A flaw evaluation was performed because the flaws were beyond code acceptable.

The evaluation of these two indications concluded that they were due to fabrication and were not service induced.

4. Both indications (BG and BM) were identified in the Refueling Outage R8 (1993) examination. Under the ASME Section Xl recording criteria in effect during the 1993 examinations the indications did not require further evaluation and were acceptable.

When the welds were examined during the 2005 outage the ASME Section Xl recording and evaluation criteria had changed. This change required recording and evaluation at a lower signal level. In addition to the Code change the UT and evaluation techniques had improved. The indications will be re-inspected in 2015, the third 10-year interval, to ASME Section Xl 2001 edition and 2003 addenda.

RESPONSE TO REQUEST FOR ADDITIONAL INFORMATION LICENSE RENEWAL APPLICATION Page 20 of 22

5. a. The flaw evaluation report referenced in LRA Section 4.7.1 did not-utilize projected neutron fluence values for 54 EFPY because at the time of the analysis (2005) the design lifetime of the plant was only 40 years.
b. The flaw evaluation report referenced in LRA Section 4.7.1 utilized neutron fluence values at the 1/4T location because that is still a conservative estimate of the fluence where the indications were located. Weld BG is nominally 6.44 inches thick with the indication 3.37 inches from the ID, 0.39 inches deep, and 2.68 inches from the OD. Weld BM is nominally 6.56 inches thick with the indication 3.40 inches from the ID, 0.38 inches deep, and 2.78 inches from the OD. Both indications start at over 1/2T into the vessel wall.
c. The 1/4T neutron fluence at weld BG was used for both welds because weld BG is in the beltline and thus will have much higher fluence than weld BM, which is above the beltline.
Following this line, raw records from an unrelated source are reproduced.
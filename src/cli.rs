use clap::Parser;
use std::path::PathBuf;

/// Command-line arguments. Anything left unset falls back to the config
/// file, then to built-in defaults.
#[derive(Clone, Parser, Debug)]
#[command(
    name = "agri_dashboard",
    version,
    about = "District-level crop production insights for one state"
)]
pub struct Args {
    /// Path to the pre-cleaned crop production CSV
    #[arg(long, value_name = "PATH")]
    pub data: Option<PathBuf>,

    /// State to analyse (case-insensitive)
    #[arg(long)]
    pub state: Option<String>,

    /// TOML config file
    #[arg(long, value_name = "PATH")]
    pub config: Option<PathBuf>,

    /// Number of districts offered and crops shown per view
    #[arg(long = "top-k", value_name = "N")]
    pub top_k: Option<usize>,

    /// District to show (defaults to the highest ranked one)
    #[arg(long)]
    pub district: Option<String>,

    /// First year of the range (inclusive)
    #[arg(long, value_name = "YEAR")]
    pub from: Option<i32>,

    /// Last year of the range (inclusive)
    #[arg(long, value_name = "YEAR")]
    pub to: Option<i32>,

    /// Plot top-crop production on a linear axis
    #[arg(long = "no-log-scale")]
    pub no_log_scale: bool,

    /// Render a single dashboard and exit instead of opening the menu
    #[arg(long)]
    pub once: bool,

    /// Directory for CSV/JSON/SVG exports
    #[arg(long = "out-dir", value_name = "DIR")]
    pub out_dir: Option<PathBuf>,

    /// Log at debug level unless RUST_LOG says otherwise
    #[arg(short, long)]
    pub verbose: bool,
}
Rather than perform an additional fluence analysis specific to weld BM, the bounding fluence associated with weld BG was used.
6. The flaw growth evaluation for the RPV shell indication is neither a "40-year" nor a "60-year" analysis as it is not based on either the 40-year design cycles nor the 60-year cycle projections. As stated in LRA Section 4.7.1, this evaluation analyzed 500 "significant" thermal cycles. Significant thermal cycles were considered to include safety relief valve lifts, heatups/cooldowns, scrams, and high pressure core spray actuations. As the most limiting transient was the safety/relief valve lift, 500 cycles of that transient were analyzed. At the time of the analysis (2005), this was expected to bound all transients that would be incurred for the life of the plant.

Based on the 60-year projections done for license renewal, this number is still bounding for 60-years as only 409 significant thermal transients are expected (0 safety/relief valve actuations, 233 heatup/cooldowns, 166 scrams, and 10 high pressure core spray actuations).
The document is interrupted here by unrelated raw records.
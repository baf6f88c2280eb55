use crate::charts;
use crate::dashboard::DashboardView;
use crate::error::Result;
use crate::types::{
    CropCountRow, DistrictRow, Insight, InsightSummary, NumericColumn, RankedGroup, TopCropRow,
    TrendRow,
};
use crate::util::{format_int, format_number};
use serde::Serialize;
use std::path::{Path, PathBuf};
use tabled::{settings::Style, Table, Tabled};
use tracing::info;

pub fn write_csv<T: Serialize>(path: &Path, rows: &[T]) -> Result<()> {
    let mut wtr = csv::Writer::from_path(path)?;
    for r in rows {
        wtr.serialize(r)?;
    }
    wtr.flush()?;
    Ok(())
}

pub fn write_json<T: Serialize>(path: &Path, value: &T) -> Result<()> {
    let s = serde_json::to_string_pretty(value)?;
    std::fs::write(path, s)?;
    Ok(())
}

/// Markdown-style table, or a placeholder line when there is nothing to show.
pub fn render_table<T: Tabled>(rows: Vec<T>) -> String {
    if rows.is_empty() {
        return "(no rows)".to_string();
    }
    Table::new(rows).with(Style::markdown()).to_string()
}

pub fn district_rows(ranking: &[RankedGroup]) -> Vec<DistrictRow> {
    ranking
        .iter()
        .enumerate()
        .map(|(idx, g)| DistrictRow {
            rank: idx + 1,
            district: g.label.clone(),
            mean_production: format_number(g.mean, 2),
            records: format_int(g.count),
        })
        .collect()
}

pub fn trend_rows(view: &DashboardView) -> Vec<TrendRow> {
    view.trend
        .iter()
        .flatten()
        .map(|p| TrendRow {
            year: p.year,
            production: format_number(p.production, 2),
            yield_: format_number(p.yield_, 2),
        })
        .collect()
}

pub fn crop_count_rows(view: &DashboardView) -> Vec<CropCountRow> {
    view.crop_distribution
        .iter()
        .map(|c| CropCountRow {
            crop: c.crop.clone(),
            count: format_int(c.count),
        })
        .collect()
}

pub fn top_crop_rows(view: &DashboardView) -> Vec<TopCropRow> {
    view.top_crops
        .entries
        .iter()
        .zip(&view.top_crop_values)
        .enumerate()
        .map(|(idx, (e, plotted))| TopCropRow {
            rank: idx + 1,
            crop: e.crop.clone(),
            mean_production: format_number(e.mean_production, 2),
            plotted: format_number(*plotted, 2),
        })
        .collect()
}

pub fn insight_line(insight: &Insight) -> String {
    if insight.derived {
        format!("- {}", insight.text)
    } else {
        format!("- {} (static note, not computed)", insight.text)
    }
}

pub fn print_districts(state_display: &str, rank_by: NumericColumn, ranking: &[RankedGroup]) {
    println!(
        "Top {} districts in {} by mean {}\n",
        ranking.len(),
        state_display,
        rank_by
    );
    println!("{}\n", render_table(district_rows(ranking)));
}

pub fn print_dashboard(view: &DashboardView) {
    println!("\n{}", view.title);
    println!("{}\n", view.subtitle());
    println!(
        "Matching rows: {}\n",
        format_int(view.filtered_rows)
    );

    println!("Yearly Trend in {}\n", view.selection.district);
    if view.trend.is_some() {
        println!("{}\n", render_table(trend_rows(view)));
    } else {
        println!("No data for this selection.\n");
    }

    println!("Crop Distribution (Most Frequently Sown Crops)\n");
    println!("{}\n", render_table(crop_count_rows(view)));

    println!("{}\n", view.scale.chart_title());
    println!("{}\n", render_table(top_crop_rows(view)));
    if let Some(caption) = view.scale.caption() {
        println!("{}\n", caption);
    }

    println!("Key Insights for this District\n");
    match &view.insights {
        Some(insights) => {
            for insight in insights {
                println!("{}", insight_line(insight));
            }
            println!();
        }
        None => println!("No data for this selection.\n"),
    }

    println!("Project Motivation\n");
    println!("{}\n", view.motivation);
}

/// Write every view of `view` into `dir` and return the files written.
pub fn export(view: &DashboardView, state_display: &str, dir: &Path) -> Result<Vec<PathBuf>> {
    std::fs::create_dir_all(dir)?;
    let mut written = Vec::new();

    if let Some(trend) = &view.trend {
        let path = dir.join("yearly_trend.csv");
        write_csv(&path, trend)?;
        written.push(path);
        let path = dir.join("yearly_trend.svg");
        charts::render_trend_svg(&path, &view.selection.district, trend)?;
        written.push(path);
    }

    let path = dir.join("crop_distribution.csv");
    write_csv(&path, &view.crop_distribution)?;
    written.push(path);
    let path = dir.join("crop_distribution.svg");
    charts::render_crop_distribution_svg(&path, &view.crop_distribution)?;
    written.push(path);

    let path = dir.join("top_crops.csv");
    write_csv(&path, &view.top_crops.entries)?;
    written.push(path);
    let path = dir.join("top_crops.svg");
    charts::render_top_crops_svg(&path, &view.top_crops, &view.top_crop_values, view.scale)?;
    written.push(path);

    let summary = InsightSummary {
        generated_at: chrono::Local::now().to_rfc3339(),
        state: state_display.to_string(),
        selection: view.selection.clone(),
        filtered_rows: view.filtered_rows,
        insights: view.insights.clone().unwrap_or_default(),
    };
    let path = dir.join("insights.json");
    write_json(&path, &summary)?;
    written.push(path);

    info!(files = written.len(), dir = %dir.display(), "exports written");
    Ok(written)
}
7. a. The flaw documented in Columbia AR 00031237 is one of the two flaws documented in LRA Section 4.7.1. CR 2-05-03679, PER 205-0348, and AR 00031237 are the same corrective action activity for the indication in weld BM.
b. The date of the flaw evaluation report submittal (September 15, 2005) precedes the date of AR 00031237 because of a change in the CAP data base. During the move to the new software, all previous electronic CRs and PERs from the old software database were migrated to the new database and given a new AR number. Therefore, the date of AR 0031237 reflects the conversion date to the new database. AR 0031237 is the conversion of the original CR from 2005.

In 2005 the process of entering items into the corrective action program involved writing a condition report (CR). In this case the CR was upgraded to a second document in the corrective action database called a problem evaluation report (PER). In late 2007 the electronic CR system was moved to a new software

RESPONSE TO REQUEST FOR ADDITIONAL INFORMATION LICENSE RENEWAL APPLICATION Page 21 of 22 database and all previous electronic documents converted to the new database and given an AR number.

8. a. All axial welds are scheduled for re examination during the 2015 outage. This statement applies to both of the flaws discussed in LRA Section 4.7.1.
b. Energy Northwest will re-examine all axial welds, including the portions of welds BG and BM with indications, as part of the NRC approved program plan for the current 10-year ISI interval. These inspections are required to be completed by 2015, well before the beginning of the PEO. These re-inspections are required for the currently licensed term of operation regardless of whether or not the license is extended. As such, it is not a license renewal commitment to repeat these inspections.
9. The two indications addressed in LRA section 4.7.1 are the only two shell welds that required screening per IWB-3500. These are the only unacceptable indications that have been discovered in the reactor vessel plates or welds at Columbia.

RAI 4.7.3-1

Background:

In LRA Section 4.7.3, the applicant states that Columbia has projected the erosion of the main steam flow restrictors for the period of extended operation. The restrictor is designed to limit coolant flow rate from the reactor vessel (before the MSIVs are closed) to less than 200 percent of normal flow in the event a main steam line break occurs outside the containment. It was further stated that the projections concludes that after 60 years of erosion, the chocked flow from the main steam flow restrictors will be less than 200 percent of normal flow in the event of a main steam line break outside of containment.

Issue:

The LRA does not contain information regarding the analysis that demonstrates that the chocked flow will remain less than the 200 percent of normal flow in the event of a main steam line break. Continued extended wear could cause erosion that may prevent the restrictor from continuing to perform its safety function during the period of extended operation.

Request:

Please provide the results of the analysis that demonstrates that the main steam flow restrictor will perform satisfactorily for the period of extended operation.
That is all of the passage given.